Dentro de su menú de minutas y platos elaborados, el sándwich de milanesa se ha ganado una fama particular, calificado como "espectacular" por varios visitantes. Las milanesas, en general, reciben elogios por ser grandes, tiernas y sabrosas, consolidándose como uno de los platos estrella del lugar. Esta apuesta por la calidad y cantidad se complementa con precios que la mayoría considera "totalmente acordes" y económicos, posicionando al comedor como una opción de excelente relación precio-calidad, ideal para una parada durante un largo viaje.
Comodidades para el Viajero
Más allá de la comida, El Empalme entiende las necesidades de sus clientes. Dispone de una playa de estacionamiento muy amplia, facilitando la parada de todo tipo de vehículos, desde autos familiares hasta camiones de gran porte. Para aquellos que prefieren disfrutar del aire libre, las mesas exteriores son una opción bien valorada, equipadas incluso con enchufes para cargar dispositivos móviles, un detalle práctico y moderno.

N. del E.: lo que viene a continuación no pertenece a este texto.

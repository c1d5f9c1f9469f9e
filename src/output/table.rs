use unicode_width::{UnicodeWidthChar, UnicodeWidthStr};

use crate::bulk::{BulkKind, BulkReport};
use crate::output::MISSING_FIELD;
use crate::search::MessageSummary;

const ID_WIDTH: usize = 16;
const SENDER_WIDTH: usize = 36;
const SUBJECT_WIDTH: usize = 60;

pub fn format_summaries(summaries: &[MessageSummary]) -> String {
    if summaries.is_empty() {
        return "No messages found.".to_string();
    }

    let mut out = String::from("Messages:\n");
    out.push_str(&format!(
        "{:<id$}  {:<sender$}  {}\n",
        "ID",
        "Sender",
        "Subject",
        id = ID_WIDTH,
        sender = SENDER_WIDTH
    ));
    out.push_str(&format!(
        "{}  {}  {}\n",
        "-".repeat(ID_WIDTH),
        "-".repeat(SENDER_WIDTH),
        "-".repeat(SUBJECT_WIDTH)
    ));

    for summary in summaries {
        let sender = truncate_for_width(
            summary.sender.as_deref().unwrap_or(MISSING_FIELD),
            SENDER_WIDTH,
        );
        let subject = truncate_for_width(
            summary.subject.as_deref().unwrap_or(MISSING_FIELD),
            SUBJECT_WIDTH,
        );
        out.push_str(&format!(
            "{:<id$}  {}  {}\n",
            summary.id,
            pad_to_width(&sender, SENDER_WIDTH),
            subject,
            id = ID_WIDTH
        ));
    }

    out
}

pub fn format_report(report: &BulkReport) -> String {
    let verb = match report.kind {
        BulkKind::Delete => "Deleted",
        BulkKind::MarkRead => "Marked as read",
        BulkKind::Archive => "Archived",
    };

    let mut out = format!("{verb}: {} messages", report.total);
    if let Some(label) = &report.label {
        out.push_str(&format!(" (label '{}', id {})", label.name, label.id));
    }
    if !report.batches.is_empty() {
        let sizes: Vec<String> = report.batches.iter().map(usize::to_string).collect();
        out.push_str(&format!(" in {} batches [{}]", report.batches.len(), sizes.join(", ")));
    }
    out
}

// `{:<N}` pads by char count, which misaligns wide glyphs.
fn pad_to_width(value: &str, width: usize) -> String {
    let used = UnicodeWidthStr::width(value);
    format!("{value}{}", " ".repeat(width.saturating_sub(used)))
}

fn truncate_for_width(value: &str, max_width: usize) -> String {
    if UnicodeWidthStr::width(value) <= max_width {
        return value.to_string();
    }

    if max_width <= 1 {
        return "…".to_string();
    }

    let mut out = String::new();
    let mut width = 0usize;
    for c in value.chars() {
        let cw = UnicodeWidthChar::width(c).unwrap_or(0);
        if width + cw + 1 > max_width {
            break;
        }
        out.push(c);
        width += cw;
    }
    out.push('…');
    out
}
pub mod auth;
pub mod bulk;
pub mod config;
pub mod connectors;
pub mod error;
pub mod output;
pub mod prompt;
pub mod search;
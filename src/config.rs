use std::path::PathBuf;
use std::time::Duration;

use crate::connectors::retry::RetryPolicy;
use crate::error::MailError;

/// Most ids the Gmail API accepts in one batchDelete or batchModify call.
pub const MAX_BULK_ITEMS: usize = 1000;
/// Most results messages.list returns per page.
pub const MAX_PAGE_SIZE: usize = 500;
pub const DEFAULT_PAGE_SIZE: usize = MAX_PAGE_SIZE;
pub const DEFAULT_MAX_PAGES: usize = 10_000;
pub const DEFAULT_TIMEOUT_SECS: u64 = 60;
pub const DEFAULT_USER_ID: &str = "me";
pub const DEFAULT_CREDENTIALS_PATH: &str = "./volume/credentials.json";
pub const DEFAULT_TOKEN_CACHE_PATH: &str = "token.json";

pub const GMAIL_API_BASE: &str = "https://gmail.googleapis.com/gmail/v1";
pub const GMAIL_API_BASE_ENV: &str = "MAILPRUNE_GMAIL_API_BASE";
pub const TOKEN_URL_ENV: &str = "MAILPRUNE_TOKEN_URL";

#[derive(Debug, Clone)]
pub struct Settings {
    pub credentials_path: PathBuf,
    pub token_cache_path: PathBuf,
    pub user_id: String,
    pub batch_size: usize,
    pub page_size: usize,
    pub max_pages: usize,
    pub timeout: Duration,
    pub retry: RetryPolicy,
}

impl Default for Settings {
    fn default() -> Self {
        Self {
            credentials_path: PathBuf::from(DEFAULT_CREDENTIALS_PATH),
            token_cache_path: PathBuf::from(DEFAULT_TOKEN_CACHE_PATH),
            user_id: DEFAULT_USER_ID.to_string(),
            batch_size: MAX_BULK_ITEMS,
            page_size: DEFAULT_PAGE_SIZE,
            max_pages: DEFAULT_MAX_PAGES,
            timeout: Duration::from_secs(DEFAULT_TIMEOUT_SECS),
            retry: RetryPolicy::none(),
        }
    }
}

impl Settings {
    pub fn validate(&self) -> Result<(), MailError> {
        if self.batch_size == 0 || self.batch_size > MAX_BULK_ITEMS {
            return Err(MailError::Config(format!(
                "batch size must be between 1 and {MAX_BULK_ITEMS}, got {}",
                self.batch_size
            )));
        }
        if self.page_size == 0 || self.page_size > MAX_PAGE_SIZE {
            return Err(MailError::Config(format!(
                "page size must be between 1 and {MAX_PAGE_SIZE}, got {}",
                self.page_size
            )));
        }
        if self.max_pages == 0 {
            return Err(MailError::Config("max pages must be at least 1".to_string()));
        }
        if self.user_id.trim().is_empty() {
            return Err(MailError::Config("user id must not be empty".to_string()));
        }
        Ok(())
    }
}

/// Reads a non-empty environment override, falling back to `default`.
pub fn env_or(key: &str, default: &str) -> String {
    std::env::var(key)
        .ok()
        .map(|value| value.trim().to_string())
        .filter(|value| !value.is_empty())
        .unwrap_or_else(|| default.to_string())
}

pub fn gmail_api_base() -> String {
    env_or(GMAIL_API_BASE_ENV, GMAIL_API_BASE)
        .trim_end_matches('/')
        .to_string()
}
use std::cell::RefCell;
use std::collections::{BTreeSet, HashMap};

use anyhow::Result;
use async_trait::async_trait;
use chrono::{TimeZone, Utc};
use mailprune::bulk::{
    archive_inbox, archive_label_name, delete_messages, mark_all_read, BulkKind, BulkOptions,
};
use mailprune::connectors::{Label, MailboxApi, MessageDetail, MessageHeader, MessagePage};
use mailprune::error::MailError;
use mailprune::search::{message_ids, search_messages, SearchOptions};

#[derive(Debug, Clone, Copy, PartialEq, Eq)]
enum Tokens {
    /// Continuation tokens index into the result set captured by the first page.
    Snapshot,
    /// Continuation tokens are offsets into the live result set.
    Offset,
}

#[derive(Debug)]
struct StoredMessage {
    id: String,
    from: Option<String>,
    subject: Option<String>,
    labels: BTreeSet<String>,
}

#[derive(Debug, Default)]
struct CallLog {
    lists: usize,
    deletes: Vec<usize>,
    modifies: Vec<(usize, Vec<String>, Vec<String>)>,
    label_creates: Vec<String>,
}

struct SimulatedMailbox {
    tokens: Tokens,
    messages: RefCell<Vec<StoredMessage>>,
    labels: RefCell<Vec<Label>>,
    snapshots: RefCell<HashMap<String, Vec<String>>>,
    calls: RefCell<CallLog>,
    fail_on_delete_call: Option<usize>,
}

impl SimulatedMailbox {
    fn new(tokens: Tokens) -> Self {
        Self {
            tokens,
            messages: RefCell::new(Vec::new()),
            labels: RefCell::new(vec![
                Label {
                    id: "INBOX".to_string(),
                    name: "INBOX".to_string(),
                },
                Label {
                    id: "UNREAD".to_string(),
                    name: "UNREAD".to_string(),
                },
            ]),
            snapshots: RefCell::new(HashMap::new()),
            calls: RefCell::new(CallLog::default()),
            fail_on_delete_call: None,
        }
    }

    fn with_messages(self, count: usize, labels: &[&str], from: &str) -> Self {
        {
            let mut messages = self.messages.borrow_mut();
            let start = messages.len();
            for i in start..start + count {
                messages.push(StoredMessage {
                    id: format!("{i:016x}"),
                    from: Some(from.to_string()),
                    subject: (i % 3 != 0).then(|| format!("Message {i}")),
                    labels: labels.iter().map(|label| label.to_string()).collect(),
                });
            }
        }
        self
    }

    fn matches(message: &StoredMessage, query: &str) -> bool {
        query.split_whitespace().all(|term| match term {
            "is:unread" => message.labels.contains("UNREAD"),
            "in:inbox" => message.labels.contains("INBOX"),
            term => match term.strip_prefix("from:") {
                Some(sender) => message.from.as_deref().is_some_and(|from| from.contains(sender)),
                None => true,
            },
        })
    }

    fn matching_ids(&self, query: &str) -> Vec<String> {
        self.messages
            .borrow()
            .iter()
            .filter(|message| Self::matches(message, query))
            .map(|message| message.id.clone())
            .collect()
    }

    fn count_with_label(&self, label: &str) -> usize {
        self.messages
            .borrow()
            .iter()
            .filter(|message| message.labels.contains(label))
            .count()
    }
}

#[async_trait(?Send)]
impl MailboxApi for SimulatedMailbox {
    async fn list_messages(
        &self,
        query: &str,
        page_token: Option<&str>,
        max_results: usize,
    ) -> Result<MessagePage, MailError> {
        let call = {
            let mut calls = self.calls.borrow_mut();
            calls.lists += 1;
            calls.lists
        };

        let (all, offset) = match (self.tokens, page_token) {
            (_, None) => (self.matching_ids(query), 0),
            (Tokens::Offset, Some(token)) => (
                self.matching_ids(query),
                token.parse().map_err(|_| MailError::Api {
                    status: 400,
                    body: "bad page token".to_string(),
                })?,
            ),
            (Tokens::Snapshot, Some(token)) => {
                let snapshot = self
                    .snapshots
                    .borrow()
                    .get(token)
                    .cloned()
                    .ok_or_else(|| MailError::Api {
                        status: 400,
                        body: "unknown page token".to_string(),
                    })?;
                (snapshot, 0)
            }
        };

        let end = (offset + max_results).min(all.len());
        let ids = all.get(offset..end).map(<[String]>::to_vec).unwrap_or_default();
        let next_page_token = (end < all.len()).then(|| match self.tokens {
            Tokens::Offset => end.to_string(),
            Tokens::Snapshot => {
                let token = format!("snapshot-{call}");
                self.snapshots
                    .borrow_mut()
                    .insert(token.clone(), all[end..].to_vec());
                token
            }
        });

        Ok(MessagePage {
            ids,
            next_page_token,
            result_size_estimate: Some(all.len() as u64),
        })
    }

    async fn get_message(&self, id: &str) -> Result<MessageDetail, MailError> {
        let messages = self.messages.borrow();
        let message = messages
            .iter()
            .find(|message| message.id == id)
            .ok_or_else(|| MailError::Api {
                status: 404,
                body: format!("message {id} not found"),
            })?;

        let mut headers = Vec::new();
        if let Some(from) = &message.from {
            headers.push(MessageHeader {
                name: "From".to_string(),
                value: from.clone(),
            });
        }
        if let Some(subject) = &message.subject {
            headers.push(MessageHeader {
                name: "Subject".to_string(),
                value: subject.clone(),
            });
        }
        Ok(MessageDetail {
            id: message.id.clone(),
            headers,
        })
    }

    async fn batch_delete(&self, ids: &[String]) -> Result<(), MailError> {
        assert!(ids.len() <= 1000, "batchDelete accepts at most 1000 ids");
        let call = self.calls.borrow().deletes.len() + 1;
        if self.fail_on_delete_call == Some(call) {
            return Err(MailError::Api {
                status: 500,
                body: "backendError".to_string(),
            });
        }
        self.calls.borrow_mut().deletes.push(ids.len());
        self.messages
            .borrow_mut()
            .retain(|message| !ids.contains(&message.id));
        Ok(())
    }

    async fn batch_modify(
        &self,
        ids: &[String],
        add_label_ids: &[String],
        remove_label_ids: &[String],
    ) -> Result<(), MailError> {
        assert!(ids.len() <= 1000, "batchModify accepts at most 1000 ids");
        self.calls.borrow_mut().modifies.push((
            ids.len(),
            add_label_ids.to_vec(),
            remove_label_ids.to_vec(),
        ));
        for message in self.messages.borrow_mut().iter_mut() {
            if ids.contains(&message.id) {
                message.labels.extend(add_label_ids.iter().cloned());
                for label in remove_label_ids {
                    message.labels.remove(label);
                }
            }
        }
        Ok(())
    }

    async fn list_labels(&self) -> Result<Vec<Label>, MailError> {
        Ok(self.labels.borrow().clone())
    }

    async fn create_label(&self, name: &str) -> Result<Label, MailError> {
        self.calls.borrow_mut().label_creates.push(name.to_string());
        let label = Label {
            id: format!("Label_{}", self.labels.borrow().len() + 1),
            name: name.to_string(),
        };
        self.labels.borrow_mut().push(label.clone());
        Ok(label)
    }
}

#[tokio::test]
async fn search_then_delete_removes_every_match_in_capped_batches() -> Result<()> {
    let mailbox = SimulatedMailbox::new(Tokens::Snapshot)
        .with_messages(2500, &["INBOX"], "News <news@example.com>")
        .with_messages(40, &["INBOX"], "Friend <friend@example.com>");

    let matches = search_messages(&mailbox, "from:news@example.com", &SearchOptions::default()).await?;
    assert_eq!(matches.len(), 2500);
    assert!(matches.iter().any(|summary| summary.subject.is_none()));

    let ids = message_ids(&matches);
    let mut progress = Vec::new();
    let report = delete_messages(&mailbox, &ids, &BulkOptions::default(), |n| progress.push(n))
        .await
        .map_err(|failure| failure.source)?;

    assert_eq!(report.kind, BulkKind::Delete);
    assert_eq!(report.batches, vec![1000, 1000, 500]);
    assert_eq!(progress, vec![1000, 1000, 500]);
    assert_eq!(mailbox.calls.borrow().deletes, vec![1000, 1000, 500]);
    assert_eq!(mailbox.messages.borrow().len(), 40);
    assert!(mailbox.matching_ids("from:news@example.com").is_empty());
    Ok(())
}

#[tokio::test]
async fn failed_delete_batch_keeps_earlier_deletions() -> Result<()> {
    let mut mailbox = SimulatedMailbox::new(Tokens::Snapshot).with_messages(
        2500,
        &["INBOX"],
        "news@example.com",
    );
    mailbox.fail_on_delete_call = Some(2);
    let ids = mailbox.matching_ids("");

    let failure = delete_messages(&mailbox, &ids, &BulkOptions::default(), |_| {})
        .await
        .expect_err("second batch fails");

    assert_eq!(failure.completed.total, 1000);
    assert_eq!(failure.completed.batches, vec![1000]);
    assert!(matches!(failure.source, MailError::Api { status: 500, .. }));
    assert_eq!(mailbox.messages.borrow().len(), 1500);
    Ok(())
}

#[tokio::test]
async fn limited_search_lists_only_what_it_needs() -> Result<()> {
    let mailbox =
        SimulatedMailbox::new(Tokens::Snapshot).with_messages(1200, &["INBOX"], "a@example.com");
    let options = SearchOptions {
        page_size: 100,
        limit: Some(250),
        ..SearchOptions::default()
    };

    let matches = search_messages(&mailbox, "in:inbox", &options).await?;
    assert_eq!(matches.len(), 250);
    assert_eq!(mailbox.calls.borrow().lists, 3);
    Ok(())
}

#[tokio::test]
async fn mark_read_with_nothing_unread_makes_no_modify_calls() -> Result<()> {
    let mailbox =
        SimulatedMailbox::new(Tokens::Offset).with_messages(30, &["INBOX"], "a@example.com");

    let report = mark_all_read(&mailbox, &BulkOptions::default(), |_| {})
        .await
        .map_err(|failure| failure.source)?;

    assert_eq!(report.total, 0);
    assert!(report.batches.is_empty());
    assert!(mailbox.calls.borrow().modifies.is_empty());
    Ok(())
}

#[tokio::test]
async fn mark_read_reaches_every_message_under_either_token_model() -> Result<()> {
    for tokens in [Tokens::Snapshot, Tokens::Offset] {
        let mailbox = SimulatedMailbox::new(tokens)
            .with_messages(2300, &["INBOX", "UNREAD"], "a@example.com")
            .with_messages(70, &["INBOX"], "b@example.com");

        let report = mark_all_read(&mailbox, &BulkOptions::default(), |_| {})
            .await
            .map_err(|failure| failure.source)?;

        assert_eq!(report.total, 2300, "{tokens:?}");
        assert_eq!(mailbox.count_with_label("UNREAD"), 0, "{tokens:?}");
        for (size, added, removed) in &mailbox.calls.borrow().modifies {
            assert!(*size <= 1000);
            assert!(added.is_empty());
            assert_eq!(removed, &vec!["UNREAD".to_string()]);
        }
    }
    Ok(())
}

#[tokio::test]
async fn archive_moves_whole_inbox_under_one_new_label() -> Result<()> {
    let started = Utc
        .with_ymd_and_hms(2024, 1, 1, 0, 0, 0)
        .single()
        .expect("valid timestamp");
    let label_name = archive_label_name(&started);
    assert_eq!(label_name, "archive_20240101_000000");

    for tokens in [Tokens::Snapshot, Tokens::Offset] {
        let mailbox = SimulatedMailbox::new(tokens)
            .with_messages(1700, &["INBOX"], "a@example.com")
            .with_messages(25, &["SENT"], "me@example.com");

        let report = archive_inbox(&mailbox, &label_name, &BulkOptions::default(), |_| {})
            .await
            .map_err(|failure| failure.source)?;

        let label = report.label.clone().expect("archive label");
        assert_eq!(label.name, label_name);
        assert_eq!(report.total, 1700, "{tokens:?}");
        assert_eq!(mailbox.calls.borrow().label_creates, vec![label_name.clone()]);
        assert_eq!(mailbox.count_with_label("INBOX"), 0, "{tokens:?}");
        assert_eq!(mailbox.count_with_label(&label.id), 1700, "{tokens:?}");
        for (_, added, removed) in &mailbox.calls.borrow().modifies {
            assert_eq!(added, &vec![label.id.clone()]);
            assert_eq!(removed, &vec!["INBOX".to_string()]);
        }
    }
    Ok(())
}

#[tokio::test]
async fn archive_reuses_existing_label_of_the_same_name() -> Result<()> {
    let mailbox =
        SimulatedMailbox::new(Tokens::Offset).with_messages(10, &["INBOX"], "a@example.com");
    mailbox.labels.borrow_mut().push(Label {
        id: "Label_77".to_string(),
        name: "archive_20240101_000000".to_string(),
    });

    let report = archive_inbox(&mailbox, "archive_20240101_000000", &BulkOptions::default(), |_| {})
        .await
        .map_err(|failure| failure.source)?;

    assert!(mailbox.calls.borrow().label_creates.is_empty());
    assert_eq!(report.label.map(|label| label.id).as_deref(), Some("Label_77"));
    assert_eq!(mailbox.count_with_label("Label_77"), 10);
    Ok(())
}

La atención, cuando el local no está desbordado, es descrita como "excelente y rápida", con mozos atentos que aseguran que la comida llegue a la mesa con celeridad, un factor crucial para quien tiene que seguir camino.
Las Debilidades: Inconsistencia en el Servicio
A pesar de sus muchas fortalezas, el Comedor El Empalme no está exento de críticas, y estas se centran casi exclusivamente en la inconsistencia del servicio. El letrero de "Abierto 24 horas" puede llevar a confusiones. Varios clientes han reportado llegar en horarios fuera de los picos de almuerzo o cena, como a media tarde, y encontrarse con que la cocina para platos calientes estaba cerrada. Una reseña particular menciona haber llegado a las 15:45 y, tras 15 minutos de espera, ser informados de que no salía comida caliente, justo cuando en la mesa de al lado se servían milanesas. Esta situación genera frustración y la percepción de una falta de voluntad para atender, contradiciendo la promesa de servicio continuo.
¿Víctima de su Propio Éxito?
Otro problema recurrente parece surgir durante los momentos de alta demanda. Algunas experiencias negativas describen un salón abarrotado atendido por personal insuficiente, mencionando "solo dos mozas que estaban abarrotadas de trabajo". Esto deriva en largas esperas, mesas que permanecen sucias y clientes que, tras no ser atendidos, optan por marcharse sin comer. La imagen de una mesa central acumulando platos sucios sugiere problemas de organización que empañan la experiencia general. Estas situaciones contrastan fuertemente con las reseñas que alaban la rapidez y eficiencia, demostrando que la calidad del servicio puede ser impredecible.
Un Parador de Ruta con Dos Caras
El Comedor El Empalme es la personificación del clásico bodegón de ruta argentino: un lugar sin lujos pero con una oferta de platos abundantes y sabrosos a precios muy razonables. Para el viajero que busca una comida sustanciosa y una parada cómoda, este lugar cumple y supera las expectativas la mayor parte del tiempo. Es un sitio recomendable para estirar las piernas y disfrutar de una buena milanesa o una parrillada.
No obstante, los potenciales clientes deben ser conscientes de su talón de Aquiles: la irregularidad en el servicio. La experiencia puede variar drásticamente dependiendo del día, la hora y la cantidad de gente. Es un lugar que vale la pena visitar, pero quizás sea prudente hacerlo con expectativas realistas y un poco de paciencia, especialmente si se llega fuera de los horarios de comida tradicionales o en un día de mucho movimiento en la ruta.